§ **Stored data**:
§

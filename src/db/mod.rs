pub mod models;
pub mod repository;

use r2d2::Pool;
use r2d2_sqlite::SqliteConnectionManager;
use rusqlite::params;
use std::path::Path;

use crate::state::DbPool;

const MIGRATIONS: &[(&str, &str)] = &[(
    "001_initial",
    include_str!("../../migrations/001_initial.sql"),
)];

pub fn create_pool(db_path: &Path) -> anyhow::Result<DbPool> {
    // Ensure parent directory exists
    if let Some(parent) = db_path.parent() {
        std::fs::create_dir_all(parent)?;
    }

    let manager = SqliteConnectionManager::file(db_path);
    let pool = Pool::builder().max_size(8).build(manager)?;

    // Configure SQLite for performance
    let conn = pool.get()?;
    conn.execute_batch(
        "
        PRAGMA journal_mode = WAL;
        PRAGMA synchronous = NORMAL;
        PRAGMA foreign_keys = ON;
        PRAGMA busy_timeout = 5000;
        ",
    )?;

    Ok(pool)
}

pub fn run_migrations(pool: &DbPool) -> anyhow::Result<()> {
    let conn = pool.get()?;

    // Create migrations tracking table
    conn.execute_batch(
        "CREATE TABLE IF NOT EXISTS schema_version (
            name TEXT PRIMARY KEY,
            applied_at TEXT NOT NULL DEFAULT (datetime('now'))
        );",
    )?;

    for (name, sql) in MIGRATIONS {
        let already_applied: bool = conn.query_row(
            "SELECT COUNT(*) > 0 FROM schema_version WHERE name = ?1",
            params![name],
            |row| row.get(0),
        )?;

        if !already_applied {
            tracing::info!("Applying migration: {}", name);
            conn.execute_batch(sql)?;
            conn.execute(
                "INSERT INTO schema_version (name) VALUES (?1)",
                params![name],
            )?;
        }
    }

    tracing::info!("Database migrations complete");
    Ok(())
}
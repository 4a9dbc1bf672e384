pub mod audio;
pub mod charities;
pub mod donations;
pub mod leaderboard;
pub mod payments;
pub mod users;

use axum::routing::get;
use axum::{Json, Router};
use serde_json::json;

use crate::state::AppState;

/// The full /api surface.
pub fn router() -> Router<AppState> {
    let api = Router::new()
        .merge(users::router())
        .merge(charities::router())
        .merge(donations::router())
        .merge(payments::router())
        .merge(audio::router())
        .merge(leaderboard::router())
        .route("/health", get(health));

    Router::new().nest("/api", api)
}

async fn health() -> Json<serde_json::Value> {
    Json(json!({ "status": "ok" }))
}
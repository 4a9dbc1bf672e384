// Repository pattern - isolates all database side effects
use crate::db::models::{
    AudioMessage, Charity, Donation, DonationStatus, LeaderboardEntry, TimelineEntry, User,
};
use crate::state::DbPool;
use async_trait::async_trait;
use chrono::{DateTime, SecondsFormat, Utc};
use rusqlite::params;
use std::sync::Arc;
use thiserror::Error;

#[derive(Debug, Error)]
pub enum RepositoryError {
    #[error("Database error: {0}")]
    Database(#[from] r2d2::Error),

    #[error("SQL error: {0}")]
    Sql(#[from] rusqlite::Error),

    #[error("Not found: {0}")]
    NotFound(String),

    #[error("Conflict: {0}")]
    Conflict(String),
}

/// Outcome of a settlement attempt.
#[derive(Debug, Clone)]
pub enum Settlement {
    /// The donation flipped pending -> completed and both counters
    /// were credited.
    Credited(Donation),
    /// The donation had been settled before; nothing changed and the
    /// stored payment reference is returned.
    AlreadySettled(Donation),
}

/// Repository trait - all database operations
#[async_trait]
pub trait Ledger: Send + Sync {
    /// Insert a new user; duplicate email maps to Conflict
    async fn insert_user(&self, user: &User) -> Result<(), RepositoryError>;

    /// Load a user by id
    async fn user_by_id(&self, id: &str) -> Result<Option<User>, RepositoryError>;

    /// Load a user by email (exact match)
    async fn user_by_email(&self, email: &str) -> Result<Option<User>, RepositoryError>;

    /// Insert the default charities if the table is empty; returns how
    /// many were inserted (0 when already seeded)
    async fn seed_charities(&self, defaults: &[Charity]) -> Result<usize, RepositoryError>;

    /// All charities
    async fn charities(&self) -> Result<Vec<Charity>, RepositoryError>;

    /// Load a charity by id
    async fn charity_by_id(&self, id: &str) -> Result<Option<Charity>, RepositoryError>;

    /// Insert a new (pending) donation
    async fn insert_donation(&self, donation: &Donation) -> Result<(), RepositoryError>;

    /// Load a donation by id
    async fn donation_by_id(&self, id: &str) -> Result<Option<Donation>, RepositoryError>;

    /// Completed donations, newest first
    async fn completed_donations(&self, limit: u32) -> Result<Vec<Donation>, RepositoryError>;

    /// Atomically settle a donation: flip it to completed and credit
    /// the charity total and the donor's hope points, exactly once
    async fn settle_donation(
        &self,
        donation_id: &str,
        payment_id: &str,
        paid_at: DateTime<Utc>,
        points: i64,
    ) -> Result<Settlement, RepositoryError>;

    /// Store a voice note
    async fn insert_audio_message(&self, message: &AudioMessage) -> Result<(), RepositoryError>;

    /// The newest voice note attached to a donation
    async fn latest_audio_for_donation(
        &self,
        donation_id: &str,
    ) -> Result<Option<AudioMessage>, RepositoryError>;

    /// Users ranked by number of completed donations
    async fn leaderboard(&self, limit: u32) -> Result<Vec<LeaderboardEntry>, RepositoryError>;

    /// A user's completed donations, newest first, enriched with
    /// charity display fields
    async fn user_timeline(&self, user_id: &str) -> Result<Vec<TimelineEntry>, RepositoryError>;
}

/// SQLite implementation
pub struct SqliteLedger {
    pool: DbPool,
}

impl SqliteLedger {
    pub fn new(pool: DbPool) -> Self {
        Self { pool }
    }
}

/// Fixed-width RFC 3339 text so lexicographic order in SQL matches
/// chronological order.
fn ts(value: DateTime<Utc>) -> String {
    value.to_rfc3339_opts(SecondsFormat::Micros, false)
}

fn parse_ts(idx: usize, raw: &str) -> rusqlite::Result<DateTime<Utc>> {
    DateTime::parse_from_rfc3339(raw)
        .map(|dt| dt.with_timezone(&Utc))
        .map_err(|e| {
            rusqlite::Error::FromSqlConversionFailure(idx, rusqlite::types::Type::Text, Box::new(e))
        })
}

fn row_to_user(row: &rusqlite::Row<'_>) -> rusqlite::Result<User> {
    let created_raw: String = row.get(7)?;
    Ok(User {
        id: row.get(0)?,
        name: row.get(1)?,
        email: row.get(2)?,
        initials: row.get(3)?,
        avatar_color: row.get(4)?,
        emotion: row.get(5)?,
        hope_points: row.get(6)?,
        created_at: parse_ts(7, &created_raw)?,
    })
}

fn row_to_charity(row: &rusqlite::Row<'_>) -> rusqlite::Result<Charity> {
    Ok(Charity {
        id: row.get(0)?,
        name: row.get(1)?,
        description: row.get(2)?,
        charity_type: row.get(3)?,
        goal: row.get(4)?,
        current_amount: row.get(5)?,
        visual_type: row.get(6)?,
    })
}

fn row_to_donation(row: &rusqlite::Row<'_>) -> rusqlite::Result<Donation> {
    let status_raw: String = row.get(6)?;
    let status = DonationStatus::parse(&status_raw).ok_or_else(|| {
        rusqlite::Error::FromSqlConversionFailure(
            6,
            rusqlite::types::Type::Text,
            format!("unknown donation status: {status_raw}").into(),
        )
    })?;
    let paid_raw: Option<String> = row.get(8)?;
    let paid_at = match paid_raw {
        Some(raw) => Some(parse_ts(8, &raw)?),
        None => None,
    };
    let created_raw: String = row.get(9)?;
    Ok(Donation {
        id: row.get(0)?,
        user_id: row.get(1)?,
        charity_id: row.get(2)?,
        amount: row.get(3)?,
        ripple_color: row.get(4)?,
        ripple_size: row.get(5)?,
        status,
        payment_id: row.get(7)?,
        paid_at,
        created_at: parse_ts(9, &created_raw)?,
    })
}

fn row_to_audio(row: &rusqlite::Row<'_>) -> rusqlite::Result<AudioMessage> {
    let created_raw: String = row.get(5)?;
    Ok(AudioMessage {
        id: row.get(0)?,
        user_id: row.get(1)?,
        donation_id: row.get(2)?,
        audio_data: row.get(3)?,
        duration: row.get(4)?,
        created_at: parse_ts(5, &created_raw)?,
    })
}

fn is_constraint_violation(e: &rusqlite::Error) -> bool {
    matches!(
        e,
        rusqlite::Error::SqliteFailure(err, _)
            if err.code == rusqlite::ErrorCode::ConstraintViolation
    )
}
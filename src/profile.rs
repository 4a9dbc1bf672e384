// Profile derivation - pure functions, no side effects

/// Fixed avatar palette; a name always hashes to the same slot.
const AVATAR_PALETTE: [&str; 12] = [
    "#FF6B9D", "#C44569", "#FFC312", "#F79F1F", "#12CBC4", "#0652DD",
    "#9980FA", "#FDA7DF", "#ED4C67", "#B53471", "#EE5A6F", "#5F27CD",
];

/// Derive display initials from a name.
///
/// Two or more words yield first letter of the first and last word;
/// a single word yields its first two characters. Always uppercase.
pub fn initials(name: &str) -> String {
    let words: Vec<&str> = name.split_whitespace().collect();
    if words.len() >= 2 {
        let first = words[0].chars().next();
        let last = words[words.len() - 1].chars().next();
        first
            .into_iter()
            .chain(last)
            .collect::<String>()
            .to_uppercase()
    } else {
        name.trim().chars().take(2).collect::<String>().to_uppercase()
    }
}

/// Pick an avatar color for a name. Deterministic: the same name
/// always lands on the same palette entry.
pub fn avatar_color(name: &str) -> &'static str {
    let hash = name
        .bytes()
        .fold(0u32, |acc, b| acc.wrapping_mul(31).wrapping_add(u32::from(b)));
    AVATAR_PALETTE[(hash % AVATAR_PALETTE.len() as u32) as usize]
}

/// Minimal shape check for email addresses: one '@', a non-empty local
/// part, and a dotted domain. Not an RFC validator.
pub fn is_valid_email(email: &str) -> bool {
    if email.is_empty() || email.chars().any(char::is_whitespace) {
        return false;
    }
    let mut parts = email.split('@');
    match (parts.next(), parts.next(), parts.next()) {
        (Some(local), Some(domain), None) => {
            !local.is_empty()
                && domain.len() >= 3
                && domain.contains('.')
                && !domain.starts_with('.')
                && !domain.ends_with('.')
        }
        _ => false,
    }
}
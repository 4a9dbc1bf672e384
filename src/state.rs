use r2d2::Pool;
use r2d2_sqlite::SqliteConnectionManager;

use crate::config::Config;
use crate::db::repository::DynLedger;

pub type DbPool = Pool<SqliteConnectionManager>;

#[derive(Clone)]
pub struct AppState {
    pub config: Config,
    pub store: DynLedger,
}
//! 网关 URL 构建工具

/// 修复 base_url
///
/// - 移除末尾斜杠
/// - 修复双斜杠（保留协议部分）
pub fn fix_base_url(base_url: &str) -> String {
    let mut url = base_url.trim_end_matches('/').to_string();

    // 修复双斜杠（跳过协议部分）
    if let Some(pos) = url.find("://") {
        let (protocol, rest) = url.split_at(pos + 3);
        let fixed_rest = rest.replace("//", "/");
        url = format!("{}{}", protocol, fixed_rest);
    }

    url
}

/// 构建 Chat Completions 端点
pub fn build_chat_endpoint(base_url: &str) -> String {
    let url = fix_base_url(base_url);

    if url.ends_with("/chat/completions") {
        url
    } else if url.ends_with("/v1") {
        format!("{}/chat/completions", url)
    } else {
        format!("{}/v1/chat/completions", url)
    }
}

#[cfg(test)]
mod tests {
    use super::*;

    #[test]
    fn test_fix_base_url() {
        assert_eq!(
            fix_base_url("https://ai.gateway.lovable.dev/"),
            "https://ai.gateway.lovable.dev"
        );
        assert_eq!(
            fix_base_url("https://ai.gateway.lovable.dev//v1"),
            "https://ai.gateway.lovable.dev/v1"
        );
    }

    #[test]
    fn test_build_chat_endpoint() {
        assert_eq!(
            build_chat_endpoint("https://ai.gateway.lovable.dev"),
            "https://ai.gateway.lovable.dev/v1/chat/completions"
        );
        assert_eq!(
            build_chat_endpoint("https://ai.gateway.lovable.dev/v1"),
            "https://ai.gateway.lovable.dev/v1/chat/completions"
        );
        assert_eq!(
            build_chat_endpoint("https://ai.gateway.lovable.dev/v1/chat/completions"),
            "https://ai.gateway.lovable.dev/v1/chat/completions"
        );
    }
}
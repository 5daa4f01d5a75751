//! LLM 类型定义

use serde::{Deserialize, Serialize};

/// 聊天消息
#[derive(Debug, Clone, Serialize, Deserialize)]
pub struct ChatMessage {
    /// 角色：system, user
    pub role: String,
    /// 消息内容
    pub content: String,
}

impl ChatMessage {
    pub fn system(content: impl Into<String>) -> Self {
        Self {
            role: "system".to_string(),
            content: content.into(),
        }
    }

    pub fn user(content: impl Into<String>) -> Self {
        Self {
            role: "user".to_string(),
            content: content.into(),
        }
    }
}

/// LLM 错误类型
#[derive(Debug, thiserror::Error)]
pub enum LlmError {
    /// HTTP 请求错误
    #[error("HTTP request failed: {0}")]
    Http(#[from] reqwest::Error),

    /// API 返回错误
    #[error("AI gateway error ({status}): {message}")]
    Api { status: u16, message: String },

    /// 响应缺少文本内容
    #[error("no content in AI response")]
    EmptyResponse,

    /// 配置错误
    #[error("configuration error: {0}")]
    Config(String),
}
//! REST API 请求/响应模型

use serde::{Deserialize, Serialize};

/// 子主题生成请求
#[derive(Debug, Deserialize)]
#[serde(rename_all = "camelCase")]
pub struct GenerateSubtopicsRequest {
    pub subject_name: String,
}

/// 子主题生成响应
#[derive(Debug, Serialize)]
pub struct GenerateSubtopicsResponse {
    pub subtopics: Vec<String>,
}
//! 生成请求日志记录器
//!
//! 将每次子主题生成请求记录到 JSONL 文件，便于调试和分析。
//! 日志是纯诊断用途，写入失败不影响请求本身。

use chrono::{DateTime, Utc};
use parking_lot::Mutex;
use serde::{Deserialize, Serialize};
use std::fs::{self, File, OpenOptions};
use std::io::{BufRead, BufReader, Write};
use std::path::PathBuf;
use uuid::Uuid;

/// 请求日志条目
#[derive(Debug, Clone, Serialize, Deserialize)]
pub struct LogEntry {
    /// 请求 ID
    pub request_id: String,
    /// 时间戳
    pub timestamp: DateTime<Utc>,
    /// 科目名称
    pub subject_name: String,
    /// 模型名称
    pub model: String,
    /// 状态
    pub status: String,
    /// 持续时间（毫秒）
    #[serde(skip_serializing_if = "Option::is_none")]
    pub duration_ms: Option<u64>,
    /// 生成的子主题数量
    #[serde(skip_serializing_if = "Option::is_none")]
    pub subtopic_count: Option<usize>,
    /// 解析策略
    #[serde(skip_serializing_if = "Option::is_none")]
    pub parse_strategy: Option<String>,
    /// 错误类型
    #[serde(skip_serializing_if = "Option::is_none")]
    pub error_type: Option<String>,
    /// 错误信息
    #[serde(skip_serializing_if = "Option::is_none")]
    pub error_message: Option<String>,
    /// 上游 HTTP 状态码
    #[serde(skip_serializing_if = "Option::is_none")]
    pub upstream_status: Option<u16>,
}

/// 请求日志记录器
pub struct RequestLogger {
    log_path: PathBuf,
    max_entries: usize,
    file: Mutex<Option<File>>,
}

impl RequestLogger {
    /// 创建新的日志记录器
    pub fn new(log_dir: Option<PathBuf>) -> Self {
        let log_dir = log_dir.unwrap_or_else(|| {
            std::env::current_exe()
                .ok()
                .and_then(|p| p.parent().map(|p| p.to_path_buf()))
                .unwrap_or_else(|| PathBuf::from("."))
                .join("storage")
        });

        // 确保目录存在
        let _ = fs::create_dir_all(&log_dir);

        let log_path = log_dir.join("generation_requests.jsonl");

        Self {
            log_path,
            max_entries: 1000,
            file: Mutex::new(None),
        }
    }

    /// 生成请求 ID
    pub fn generate_request_id() -> String {
        Uuid::new_v4().to_string()[..8].to_string()
    }

    /// 记录请求开始
    pub fn begin(&self, request_id: &str, subject_name: &str, model: &str) -> LogEntry {
        LogEntry {
            request_id: request_id.to_string(),
            timestamp: Utc::now(),
            subject_name: subject_name.to_string(),
            model: model.to_string(),
            status: "pending".to_string(),
            duration_ms: None,
            subtopic_count: None,
            parse_strategy: None,
            error_type: None,
            error_message: None,
            upstream_status: None,
        }
    }

    /// 记录成功
    pub fn finish_success(
        &self,
        mut entry: LogEntry,
        start_time: std::time::Instant,
        subtopic_count: usize,
        parse_strategy: &str,
    ) {
        entry.status = "success".to_string();
        entry.duration_ms = Some(start_time.elapsed().as_millis() as u64);
        entry.subtopic_count = Some(subtopic_count);
        entry.parse_strategy = Some(parse_strategy.to_string());
        self.write_entry(&entry);
    }

    /// 记录错误
    pub fn finish_error(
        &self,
        mut entry: LogEntry,
        start_time: std::time::Instant,
        error_type: &str,
        error_message: &str,
        upstream_status: Option<u16>,
    ) {
        entry.status = "error".to_string();
        entry.duration_ms = Some(start_time.elapsed().as_millis() as u64);
        entry.error_type = Some(error_type.to_string());
        entry.error_message = Some(Self::truncate(error_message, 500));
        entry.upstream_status = upstream_status;
        self.write_entry(&entry);
    }

    /// 截断字符串，始终落在字符边界上
    fn truncate(s: &str, max_len: usize) -> String {
        if s.len() <= max_len {
            s.to_string()
        } else {
            let mut end = max_len;
            while !s.is_char_boundary(end) {
                end -= 1;
            }
            format!("{}...", &s[..end])
        }
    }

    /// 写入日志条目
    fn write_entry(&self, entry: &LogEntry) {
        let mut file_guard = self.file.lock();

        // 懒加载文件
        if file_guard.is_none() {
            if let Ok(f) = OpenOptions::new()
                .create(true)
                .append(true)
                .open(&self.log_path)
            {
                *file_guard = Some(f);
            }
        }

        if let Some(file) = file_guard.as_mut() {
            if let Ok(json) = serde_json::to_string(entry) {
                let _ = writeln!(file, "{}", json);
                let _ = file.flush();
            }
        }

        drop(file_guard);
        self.cleanup_if_needed();
    }

    /// 清理旧日志
    fn cleanup_if_needed(&self) {
        if let Ok(file) = File::open(&self.log_path) {
            let reader = BufReader::new(file);
            let lines: Vec<String> = reader.lines().filter_map(|l| l.ok()).collect();

            if lines.len() > self.max_entries {
                let keep_lines = &lines[lines.len() - self.max_entries..];
                if let Ok(mut file) = File::create(&self.log_path) {
                    for line in keep_lines {
                        let _ = writeln!(file, "{}", line);
                    }
                }
            }
        }
    }
}

impl Default for RequestLogger {
    fn default() -> Self {
        Self::new(None)
    }
}

#[cfg(test)]
mod tests {
    use super::*;

    #[test]
    fn test_generate_request_id() {
        let id = RequestLogger::generate_request_id();
        assert_eq!(id.len(), 8);
        assert_ne!(id, RequestLogger::generate_request_id());
    }

    #[test]
    fn test_truncate_on_char_boundary() {
        // '€' 占 3 字节，横跨截断点
        let msg = format!("{}€", "a".repeat(499));
        let out = RequestLogger::truncate(&msg, 500);
        assert_eq!(out, format!("{}...", "a".repeat(499)));

        assert_eq!(RequestLogger::truncate("short", 500), "short");
    }

    #[test]
    fn test_write_entry_appends_jsonl() {
        let dir = std::env::temp_dir().join(format!("gen-log-{}", Uuid::new_v4()));
        let logger = RequestLogger::new(Some(dir.clone()));

        let entry = logger.begin("abcd1234", "Physics", "google/gemini-2.5-flash");
        logger.finish_success(entry, std::time::Instant::now(), 9, "json_array");

        let content = fs::read_to_string(dir.join("generation_requests.jsonl")).unwrap();
        let parsed: LogEntry = serde_json::from_str(content.lines().next().unwrap()).unwrap();
        assert_eq!(parsed.request_id, "abcd1234");
        assert_eq!(parsed.subject_name, "Physics");
        assert_eq!(parsed.status, "success");
        assert_eq!(parsed.subtopic_count, Some(9));
        assert_eq!(parsed.parse_strategy.as_deref(), Some("json_array"));

        let _ = fs::remove_dir_all(&dir);
    }

    #[test]
    fn test_error_entry_records_upstream_status() {
        let dir = std::env::temp_dir().join(format!("gen-log-{}", Uuid::new_v4()));
        let logger = RequestLogger::new(Some(dir.clone()));

        let entry = logger.begin("ef567890", "History", "google/gemini-2.5-flash");
        logger.finish_error(
            entry,
            std::time::Instant::now(),
            "rate_limited",
            "Rate limit exceeded. Please try again later.",
            Some(429),
        );

        let content = fs::read_to_string(dir.join("generation_requests.jsonl")).unwrap();
        let parsed: LogEntry = serde_json::from_str(content.lines().next().unwrap()).unwrap();
        assert_eq!(parsed.status, "error");
        assert_eq!(parsed.error_type.as_deref(), Some("rate_limited"));
        assert_eq!(parsed.upstream_status, Some(429));

        let _ = fs::remove_dir_all(&dir);
    }
}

§

§ **EXERCISE BRIEF**: Search the entries for the word "local" and pick out every line that holds it.

§ **WRITTEN ANSWER**:
/// Minimal shape check for email addresses: one '@', a non-empty local
        (Some(local), Some(domain), None) => {
            !local.is_empty()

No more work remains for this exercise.